* **What to produce**
Take the lines below from the first through the one that contains "pub struct MethodCall" and copy them exactly.

***

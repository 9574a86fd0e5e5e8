// SPDX-License-Identifier: PMPL-1.0-or-later
// Copyright (c) 2026 Jonathan D.A. Jewell (hyperpolymath) <jonathan.jewell@open.ac.uk>
//
// Method-channel surface.
//
// The host transport decodes each incoming call into a `MethodCall`; this
// module turns it into a typed `ReviewMethod`, runs it against the
// orchestrator, and hands back a `MethodResponse` for the transport to
// encode. Only error codes and messages cross the boundary.

use serde::{Deserialize, Serialize};
use serde_json::Value;
use tracing::{debug, info};

use reviewkit_core::error::{ReviewError, Result};
use reviewkit_core::human_errors::describe;
use reviewkit_core::types::{ErrorKind, RequestOutcome};

use crate::orchestrator::ReviewOrchestrator;

/// A decoded method call: name plus JSON arguments.
#[derive(Debug, Clone, PartialEq, Serialize, Deserialize)]
pub struct MethodCall {
    pub method: String,
    #[serde(default)]
    pub arguments: Value,
}

impl MethodCall {
    pub fn new(method: impl Into<String>, arguments: Value) -> Self {
        Self {
            method: method.into(),
            arguments,
        }
    }
}

/// The closed set of requests the channel understands.
#[derive(Debug, Clone, PartialEq, Eq)]
pub enum ReviewMethod {
    IsAvailable,
    RequestReview,
    /// `None` means "use the configured default app id".
    OpenStoreListing { app_id: Option<String> },
}

impl ReviewMethod {
    /// Parse a call. `Ok(None)` means the method name is unknown.
    pub fn parse(call: &MethodCall) -> Result<Option<Self>> {
        let method = match call.method.as_str() {
            "isAvailable" => Self::IsAvailable,
            "requestReview" => Self::RequestReview,
            "openStoreListing" => Self::OpenStoreListing {
                app_id: store_listing_app_id(&call.arguments)?,
            },
            _ => return Ok(None),
        };
        Ok(Some(method))
    }
}

/// `openStoreListing` takes `{"appId": "..."}`, a bare string, or nothing.
fn store_listing_app_id(arguments: &Value) -> Result<Option<String>> {
    match arguments {
        Value::Null => Ok(None),
        Value::String(id) => Ok(Some(id.clone())),
        Value::Object(map) => match map.get("appId") {
            None | Some(Value::Null) => Ok(None),
            Some(Value::String(id)) => Ok(Some(id.clone())),
            Some(other) => Err(ReviewError::InvalidArgument(format!(
                "appId must be a string, got {other}"
            ))),
        },
        other => Err(ReviewError::InvalidArgument(format!(
            "unexpected openStoreListing arguments: {other}"
        ))),
    }
}

/// What goes back over the channel.
#[derive(Debug, Clone, PartialEq, Serialize, Deserialize)]
#[serde(rename_all = "camelCase")]
pub enum MethodResponse {
    Ok(Value),
    Error { code: String, message: String },
    NotImplemented,
}

impl MethodResponse {
    pub fn error(kind: ErrorKind, message: impl Into<String>) -> Self {
        Self::Error {
            code: kind.code().to_string(),
            message: message.into(),
        }
    }

    /// `Completed` → `Ok(null)`; anything else → an error carrying the kind.
    pub fn from_outcome(outcome: RequestOutcome) -> Self {
        match outcome.error_kind() {
            None => Self::Ok(Value::Null),
            Some(kind) => Self::error(kind, describe(kind).message),
        }
    }
}

/// Run one method call against the orchestrator.
pub async fn dispatch(orchestrator: &ReviewOrchestrator, call: &MethodCall) -> MethodResponse {
    debug!(method = %call.method, arguments = %call.arguments, "method call");

    let method = match ReviewMethod::parse(call) {
        Ok(Some(method)) => method,
        Ok(None) => {
            info!(method = %call.method, "method not implemented");
            return MethodResponse::NotImplemented;
        }
        Err(e) => return MethodResponse::error(ErrorKind::InvalidArgument, e.to_string()),
    };

    match method {
        ReviewMethod::IsAvailable => MethodResponse::Ok(Value::Bool(orchestrator.is_available().await)),
        ReviewMethod::RequestReview => {
            MethodResponse::from_outcome(orchestrator.request_review().await)
        }
        ReviewMethod::OpenStoreListing { app_id } => {
            let Some(app_id) = app_id.or_else(|| orchestrator.config().default_app_id.clone())
            else {
                return MethodResponse::error(
                    ErrorKind::InvalidArgument,
                    "openStoreListing needs an appId and no default is configured",
                );
            };
            MethodResponse::from_outcome(orchestrator.open_store_listing(&app_id).await)
        }
    }
}
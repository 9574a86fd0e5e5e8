// SPDX-License-Identifier: PMPL-1.0-or-later
// Copyright (c) 2026 Jonathan D.A. Jewell (hyperpolymath) <jonathan.jewell@open.ac.uk>
//
// Diagnostic messages for review outcomes.
//
// Review prompts are a non-critical enhancement, so nothing here is ever
// shown as a blocking dialog. The message goes into logs and into the error
// sent across the method channel; `action` tells the host app what to do.

use crate::error::ReviewError;
use crate::types::ErrorKind;

/// What the host app should do with a failed review request.
#[derive(Debug, Clone, Copy, PartialEq, Eq)]
pub enum FallbackAction {
    /// Silently open the store listing instead.
    OpenStoreListing,
    /// Record it in diagnostics and move on.
    LogOnly,
}

/// A diagnostic description of a failure.
#[derive(Debug, Clone)]
pub struct Diagnostic {
    /// Human-readable message (sent as the channel error message).
    pub message: String,
    /// Recommended host-side reaction.
    pub action: FallbackAction,
}

/// Describe a boundary error kind.
pub fn describe(kind: ErrorKind) -> Diagnostic {
    match kind {
        ErrorKind::NoHostContext => Diagnostic {
            message: "The app is not attached to a foreground activity, so no review prompt can be shown.".into(),
            action: FallbackAction::OpenStoreListing,
        },
        ErrorKind::CapabilityUnsupported => Diagnostic {
            message: "In-app review is not supported on this device. Open the store listing instead.".into(),
            action: FallbackAction::OpenStoreListing,
        },
        ErrorKind::TokenFetchError => Diagnostic {
            message: "The store service did not hand out a review token.".into(),
            action: FallbackAction::LogOnly,
        },
        ErrorKind::FlowInvocationError => Diagnostic {
            message: "The platform rejected the review flow.".into(),
            action: FallbackAction::LogOnly,
        },
        ErrorKind::LaunchError => Diagnostic {
            message: "The store listing could not be opened.".into(),
            action: FallbackAction::LogOnly,
        },
        ErrorKind::InvalidArgument => Diagnostic {
            message: "The request was malformed (missing or invalid store id).".into(),
            action: FallbackAction::LogOnly,
        },
    }
}

/// Describe an internal error, appending its detail to the kind's message.
pub fn describe_error(kind: ErrorKind, err: &ReviewError) -> Diagnostic {
    let base = describe(kind);
    Diagnostic {
        message: format!("{} ({err})", base.message),
        action: base.action,
    }
}
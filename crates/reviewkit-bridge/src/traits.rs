// SPDX-License-Identifier: PMPL-1.0-or-later
// Copyright (c) 2026 Jonathan D.A. Jewell (hyperpolymath) <jonathan.jewell@open.ac.uk>
//
// Platform-agnostic trait definitions for the native review capabilities.
//
// Each trait maps onto one piece of platform SDK surface. The orchestrator
// only ever sees `ReviewPlatform`, so bridges never leak raw platform errors:
// everything comes back as a `ReviewError`.

use async_trait::async_trait;
use url::Url;

use reviewkit_core::error::Result;
use reviewkit_core::types::{ActivityHandle, Capability, ReviewToken, StoreTarget};

/// Unified bridge that groups the native review capabilities.
pub trait ReviewPlatform: NativeReviewCapability + NativeReviewFlow + NativeUrlLauncher {
    /// Human-readable platform name (e.g. "Android", "iOS").
    fn platform_name(&self) -> &str;

    /// Marketplace this platform's store listings live in.
    fn store_target(&self) -> StoreTarget;
}

/// Feature detection for the in-app review flow.
#[async_trait]
pub trait NativeReviewCapability: Send + Sync {
    /// Check OS version and store client presence.
    ///
    /// Must not present UI or consume quota.
    async fn probe_capability(&self) -> Result<Capability>;
}

/// The two-step review flow: obtain a token, then spend it.
#[async_trait]
pub trait NativeReviewFlow: Send + Sync {
    /// Ask the platform review service for a single-use token.
    async fn fetch_review_token(&self) -> Result<ReviewToken>;

    /// Run the review flow over `activity` with `token`.
    ///
    /// `Ok(())` means the flow ran to completion. Platforms never say
    /// whether a prompt was actually displayed. A token the platform no
    /// longer accepts is reported as `ReviewError::StaleToken`.
    async fn launch_review_flow(&self, activity: &ActivityHandle, token: &ReviewToken)
    -> Result<()>;

    /// Give up `token` without spending it. Bridges holding per-token
    /// platform objects drop them here.
    fn release_token(&self, _token: &ReviewToken) {}
}

/// Open external URLs (store listings) through the OS.
#[async_trait]
pub trait NativeUrlLauncher: Send + Sync {
    /// Hand `url` to the OS. Returns once the launch was initiated.
    async fn launch_url(&self, url: &Url) -> Result<()>;
}
// SPDX-License-Identifier: PMPL-1.0-or-later
// Copyright (c) 2026 Jonathan D.A. Jewell (hyperpolymath) <jonathan.jewell@open.ac.uk>
//
// Android review bridge via JNI.
//
// Requires the Android NDK and targets `aarch64-linux-android` or
// `armv7-linux-androideabi`. The host app must ship
// `com.google.android.play:review` so `ReviewManagerFactory` resolves.
//
// ## Architecture notes
//
// Play's review API is Task based. Every JNI sequence here runs inside
// `spawn_blocking` and waits on `com.google.android.gms.tasks.Tasks.await`,
// which must never run on the main looper thread.
//
// A `ReviewInfo` is a Java object, so it cannot travel inside the opaque
// token payload. The bridge keeps a global ref per issued token and drops it
// once the token has been spent or released; an unknown token id is reported
// as stale. The orchestrator holds at most one unspent token, so a new fetch
// evicts whatever is still in the table (e.g. a fetch whose caller was
// cancelled by a detach).

#![cfg(target_os = "android")]

use std::collections::HashMap;
use std::sync::{Arc, Mutex};

use async_trait::async_trait;
use jni::objects::{GlobalRef, JObject, JString, JValue};
use jni::JNIEnv;
use url::Url;

use reviewkit_core::error::{ReviewError, Result};
use reviewkit_core::types::{ActivityHandle, Capability, ReviewToken, StoreTarget, TokenId};

use crate::traits::*;

// ---------------------------------------------------------------------------
// Constants
// ---------------------------------------------------------------------------

/// Package name of the Google Play Store client.
const PLAY_STORE_PACKAGE: &str = "com.android.vending";

/// Play In-App Review requires Lollipop (API 21) or newer.
const MIN_SDK_INT: i32 = 21;

/// `Intent.FLAG_ACTIVITY_NEW_TASK`.
const FLAG_ACTIVITY_NEW_TASK: i32 = 0x1000_0000;

// ---------------------------------------------------------------------------
// JNI bootstrap helpers
// ---------------------------------------------------------------------------

/// Obtain a [`JNIEnv`] handle from the global Android context, attaching
/// the current thread if needed.
fn jni_env() -> Result<JNIEnv<'static>> {
    let ctx = ndk_context::android_context();
    // SAFETY: `ctx.vm()` returns the `JavaVM*` set by the NDK glue code.
    // The pointer is valid for the lifetime of the process.
    let vm = unsafe { jni::JavaVM::from_raw(ctx.vm().cast()) }
        .map_err(|e| ReviewError::Bridge(format!("failed to obtain JavaVM: {e}")))?;
    vm.attach_current_thread_permanently()
        .map_err(|e| ReviewError::Bridge(format!("failed to attach JNI thread: {e}")))
}

/// Obtain the hosting `Activity` (or application context) as a [`JObject`].
fn context() -> Result<JObject<'static>> {
    let ptr = ndk_context::android_context().context();
    if ptr.is_null() {
        return Err(ReviewError::NoHostContext(
            "Android context is null, native activity not initialised".into(),
        ));
    }
    // SAFETY: the NDK guarantees this pointer is a valid global jobject for
    // the hosting Activity.
    Ok(unsafe { JObject::from_raw(ptr.cast()) })
}

/// Map a JNI failure, clearing any pending Java exception so the thread
/// stays usable for the next call.
fn jni_err(env: &mut JNIEnv<'_>, context: &str, e: jni::errors::Error) -> String {
    if env.exception_check().unwrap_or(false) {
        let _ = env.exception_describe();
        let _ = env.exception_clear();
    }
    format!("{context}: {e}")
}

/// Run a JNI sequence on a blocking worker thread.
async fn on_jni_thread<T, F>(f: F) -> Result<T>
where
    T: Send + 'static,
    F: FnOnce(&mut JNIEnv<'static>) -> Result<T> + Send + 'static,
{
    tokio::task::spawn_blocking(move || {
        let mut env = jni_env()?;
        f(&mut env)
    })
    .await
    .map_err(|e| ReviewError::Bridge(format!("JNI worker panicked: {e}")))?
}

// ---------------------------------------------------------------------------
// Bridge struct
// ---------------------------------------------------------------------------

/// Android implementation of the review bridge.
pub struct AndroidBridge {
    /// `ReviewInfo` objects for tokens that have been issued but not spent.
    review_infos: Arc<Mutex<HashMap<TokenId, GlobalRef>>>,
}

impl AndroidBridge {
    /// Create a new Android bridge. Does not touch JNI.
    pub fn new() -> Self {
        Self {
            review_infos: Arc::new(Mutex::new(HashMap::new())),
        }
    }
}

impl Default for AndroidBridge {
    fn default() -> Self {
        Self::new()
    }
}

impl ReviewPlatform for AndroidBridge {
    fn platform_name(&self) -> &str {
        "Android"
    }

    fn store_target(&self) -> StoreTarget {
        StoreTarget::PlayStore
    }
}

// ---------------------------------------------------------------------------
// NativeReviewCapability: Build.VERSION + PackageManager
// ---------------------------------------------------------------------------

#[async_trait]
impl NativeReviewCapability for AndroidBridge {
    async fn probe_capability(&self) -> Result<Capability> {
        on_jni_thread(|env| {
            let sdk_int = env
                .get_static_field("android/os/Build$VERSION", "SDK_INT", "I")
                .and_then(|v| v.i())
                .map_err(|e| ReviewError::Bridge(jni_err(env, "Build.VERSION.SDK_INT", e)))?;

            if sdk_int < MIN_SDK_INT {
                return Ok(Capability::Unsupported(format!(
                    "Android API {sdk_int} is below {MIN_SDK_INT}"
                )));
            }

            if !is_play_store_installed(env)? {
                return Ok(Capability::Unsupported(
                    "Google Play Store is not installed".into(),
                ));
            }

            Ok(Capability::Supported)
        })
        .await
    }
}

/// `context.getPackageManager().getPackageInfo("com.android.vending", 0)`
/// throws `NameNotFoundException` when the store is missing.
fn is_play_store_installed(env: &mut JNIEnv<'static>) -> Result<bool> {
    let ctx = context()?;

    let pm: JObject = env
        .call_method(
            &ctx,
            "getPackageManager",
            "()Landroid/content/pm/PackageManager;",
            &[],
        )
        .and_then(|v| v.l())
        .map_err(|e| ReviewError::Bridge(jni_err(env, "getPackageManager", e)))?;

    let j_pkg: JString = env
        .new_string(PLAY_STORE_PACKAGE)
        .map_err(|e| ReviewError::Bridge(jni_err(env, "new_string(package)", e)))?;

    let lookup = env.call_method(
        &pm,
        "getPackageInfo",
        "(Ljava/lang/String;I)Landroid/content/pm/PackageInfo;",
        &[JValue::Object(&j_pkg), JValue::Int(0)],
    );

    match lookup {
        Ok(_) => Ok(true),
        Err(jni::errors::Error::JavaException) => {
            let _ = env.exception_clear();
            Ok(false)
        }
        Err(e) => Err(ReviewError::Bridge(jni_err(env, "getPackageInfo", e))),
    }
}

// ---------------------------------------------------------------------------
// NativeReviewFlow: com.google.android.play.core.review.ReviewManager
// ---------------------------------------------------------------------------

/// `ReviewManagerFactory.create(context)`.
fn review_manager<'a>(env: &mut JNIEnv<'a>, ctx: &JObject<'_>) -> Result<JObject<'a>> {
    env.call_static_method(
        "com/google/android/play/core/review/ReviewManagerFactory",
        "create",
        "(Landroid/content/Context;)Lcom/google/android/play/core/review/ReviewManager;",
        &[JValue::Object(ctx)],
    )
    .and_then(|v| v.l())
    .map_err(|e| ReviewError::Bridge(jni_err(env, "ReviewManagerFactory.create", e)))
}

/// Block on a Play `Task` via `Tasks.await(task)`.
fn await_task<'a>(
    env: &mut JNIEnv<'a>,
    task: &JObject<'_>,
) -> std::result::Result<JObject<'a>, String> {
    env.call_static_method(
        "com/google/android/gms/tasks/Tasks",
        "await",
        "(Lcom/google/android/gms/tasks/Task;)Ljava/lang/Object;",
        &[JValue::Object(task)],
    )
    .and_then(|v| v.l())
    .map_err(|e| jni_err(env, "Tasks.await", e))
}

#[async_trait]
impl NativeReviewFlow for AndroidBridge {
    async fn fetch_review_token(&self) -> Result<ReviewToken> {
        let review_infos = Arc::clone(&self.review_infos);

        on_jni_thread(move |env| {
            let ctx = context()?;
            let manager = review_manager(env, &ctx)?;

            tracing::info!("Android: requesting review flow");

            let task: JObject = env
                .call_method(
                    &manager,
                    "requestReviewFlow",
                    "()Lcom/google/android/gms/tasks/Task;",
                    &[],
                )
                .and_then(|v| v.l())
                .map_err(|e| ReviewError::TokenFetch(jni_err(env, "requestReviewFlow", e)))?;

            let info = await_task(env, &task).map_err(ReviewError::TokenFetch)?;
            let info = env
                .new_global_ref(info)
                .map_err(|e| ReviewError::Bridge(jni_err(env, "new_global_ref(ReviewInfo)", e)))?;

            let token = ReviewToken::new(Vec::new());
            let mut table = review_infos
                .lock()
                .map_err(|_| ReviewError::Bridge("review info table poisoned".into()))?;
            if !table.is_empty() {
                tracing::debug!(evicted = table.len(), "Android: dropping unspent review infos");
                table.clear();
            }
            table.insert(token.id, info);

            tracing::info!(token_id = %token.id, "Android: review info cached");
            Ok(token)
        })
        .await
    }

    async fn launch_review_flow(
        &self,
        activity: &ActivityHandle,
        token: &ReviewToken,
    ) -> Result<()> {
        // Tokens are single-use: take the ReviewInfo out whatever happens next.
        let info = self
            .review_infos
            .lock()
            .map_err(|_| ReviewError::Bridge("review info table poisoned".into()))?
            .remove(&token.id)
            .ok_or_else(|| {
                ReviewError::StaleToken(format!("no ReviewInfo held for token {}", token.id))
            })?;

        let activity_name = activity.name.clone();
        on_jni_thread(move |env| {
            let ctx = context()?;
            let manager = review_manager(env, &ctx)?;

            tracing::info!(activity = %activity_name, "Android: launching review flow");

            let task: JObject = env
                .call_method(
                    &manager,
                    "launchReviewFlow",
                    "(Landroid/app/Activity;Lcom/google/android/play/core/review/ReviewInfo;)Lcom/google/android/gms/tasks/Task;",
                    &[JValue::Object(&ctx), JValue::Object(info.as_obj())],
                )
                .and_then(|v| v.l())
                .map_err(|e| ReviewError::FlowInvocation(jni_err(env, "launchReviewFlow", e)))?;

            await_task(env, &task).map_err(ReviewError::FlowInvocation)?;

            tracing::info!("Android: review flow finished");
            Ok(())
        })
        .await
    }

    fn release_token(&self, token: &ReviewToken) {
        // GlobalRef's Drop deletes the Java reference.
        let released = self
            .review_infos
            .lock()
            .map(|mut table| table.remove(&token.id).is_some())
            .unwrap_or(false);
        tracing::debug!(token_id = %token.id, released, "Android: review info released");
    }
}

// ---------------------------------------------------------------------------
// NativeUrlLauncher: Intent ACTION_VIEW
// ---------------------------------------------------------------------------

#[async_trait]
impl NativeUrlLauncher for AndroidBridge {
    async fn launch_url(&self, url: &Url) -> Result<()> {
        let url = url.to_string();

        on_jni_thread(move |env| {
            let ctx = context()?;

            tracing::info!(url = %url, "Android: dispatching ACTION_VIEW intent");

            let j_url: JString = env
                .new_string(&url)
                .map_err(|e| ReviewError::Launch(jni_err(env, "new_string(url)", e)))?;

            let uri: JObject = env
                .call_static_method(
                    "android/net/Uri",
                    "parse",
                    "(Ljava/lang/String;)Landroid/net/Uri;",
                    &[JValue::Object(&j_url)],
                )
                .and_then(|v| v.l())
                .map_err(|e| ReviewError::Launch(jni_err(env, "Uri.parse", e)))?;

            let j_action: JString = env
                .new_string("android.intent.action.VIEW")
                .map_err(|e| ReviewError::Launch(jni_err(env, "new_string(ACTION_VIEW)", e)))?;

            let intent: JObject = env
                .new_object(
                    "android/content/Intent",
                    "(Ljava/lang/String;Landroid/net/Uri;)V",
                    &[JValue::Object(&j_action), JValue::Object(&uri)],
                )
                .map_err(|e| ReviewError::Launch(jni_err(env, "new Intent", e)))?;

            env.call_method(
                &intent,
                "addFlags",
                "(I)Landroid/content/Intent;",
                &[JValue::Int(FLAG_ACTIVITY_NEW_TASK)],
            )
            .map_err(|e| ReviewError::Launch(jni_err(env, "addFlags", e)))?;

            // ActivityNotFoundException lands here when nothing handles the URL.
            env.call_method(
                &ctx,
                "startActivity",
                "(Landroid/content/Intent;)V",
                &[JValue::Object(&intent)],
            )
            .map_err(|e| ReviewError::Launch(jni_err(env, "startActivity", e)))?;

            Ok(())
        })
        .await
    }
}
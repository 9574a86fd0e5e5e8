// SPDX-License-Identifier: PMPL-1.0-or-later
// Copyright (c) 2026 Jonathan D.A. Jewell (hyperpolymath) <jonathan.jewell@open.ac.uk>
//
// Host environment lifecycle.
//
// The host shell reports engine/activity attach and detach here. State is
// published on a watch channel so requests in flight can notice when the UI
// they were going to present over disappears.

use std::sync::Arc;

use tokio::sync::watch;
use tracing::info;

use reviewkit_core::types::ActivityHandle;

/// Snapshot of what the host currently provides.
#[derive(Debug, Clone, Default, PartialEq, Eq)]
pub struct HostState {
    /// Application context (plugin engine) attached.
    pub context_attached: bool,
    /// Foreground activity, if any.
    pub activity: Option<ActivityHandle>,
}

impl HostState {
    /// A review flow needs both a context and a foreground activity.
    pub fn is_ready(&self) -> bool {
        self.context_attached && self.activity.is_some()
    }
}

/// Cloneable handle over the host lifecycle.
#[derive(Clone)]
pub struct HostBinding {
    tx: Arc<watch::Sender<HostState>>,
}

impl Default for HostBinding {
    fn default() -> Self {
        Self::new()
    }
}

impl HostBinding {
    /// Start fully detached.
    pub fn new() -> Self {
        let (tx, _rx) = watch::channel(HostState::default());
        Self { tx: Arc::new(tx) }
    }

    pub fn attach_context(&self) {
        info!("host context attached");
        self.tx.send_modify(|s| s.context_attached = true);
    }

    /// Engine detach also drops the activity.
    pub fn detach_context(&self) {
        info!("host context detached");
        self.tx.send_modify(|s| {
            s.context_attached = false;
            s.activity = None;
        });
    }

    pub fn attach_activity(&self, activity: ActivityHandle) {
        info!(activity = %activity.name, id = activity.id, "host activity attached");
        self.tx.send_modify(|s| s.activity = Some(activity));
    }

    /// Also used for config-change detach; reattach with `attach_activity`.
    pub fn detach_activity(&self) {
        info!("host activity detached");
        self.tx.send_modify(|s| s.activity = None);
    }

    pub fn state(&self) -> HostState {
        self.tx.borrow().clone()
    }

    pub fn context_attached(&self) -> bool {
        self.tx.borrow().context_attached
    }

    pub fn current_activity(&self) -> Option<ActivityHandle> {
        self.tx.borrow().activity.clone()
    }

    /// The activity to present over, if the host is ready.
    pub fn ready_activity(&self) -> Option<ActivityHandle> {
        let state = self.tx.borrow();
        if state.is_ready() {
            state.activity.clone()
        } else {
            None
        }
    }

    /// Resolves once the host can no longer present UI. Resolves
    /// immediately if it already cannot.
    pub async fn detached(&self) {
        let mut rx = self.tx.subscribe();
        let _ = rx.wait_for(|s| !s.is_ready()).await;
    }
}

***

* **Task result**
repository 9574a86fd0e5e5e8
// SPDX-License-Identifier: PMPL-1.0-or-later
// Copyright (c) 2026 Jonathan D.A. Jewell (hyperpolymath) <jonathan.jewell@open.ac.uk>
//
// Method-channel surface.
//
// The host transport decodes each incoming call into a `MethodCall`; this
// module turns it into a typed `ReviewMethod`, runs it against the
// orchestrator, and hands back a `MethodResponse` for the transport to
// encode. Only error codes and messages cross the boundary.

use serde::{Deserialize, Serialize};
use serde_json::Value;
use tracing::{debug, info};

use reviewkit_core::error::{ReviewError, Result};
use reviewkit_core::human_errors::describe;
use reviewkit_core::types::{ErrorKind, RequestOutcome};

use crate::orchestrator::ReviewOrchestrator;

/// A decoded method call: name plus JSON arguments.
#[derive(Debug, Clone, PartialEq, Serialize, Deserialize)]
pub struct MethodCall {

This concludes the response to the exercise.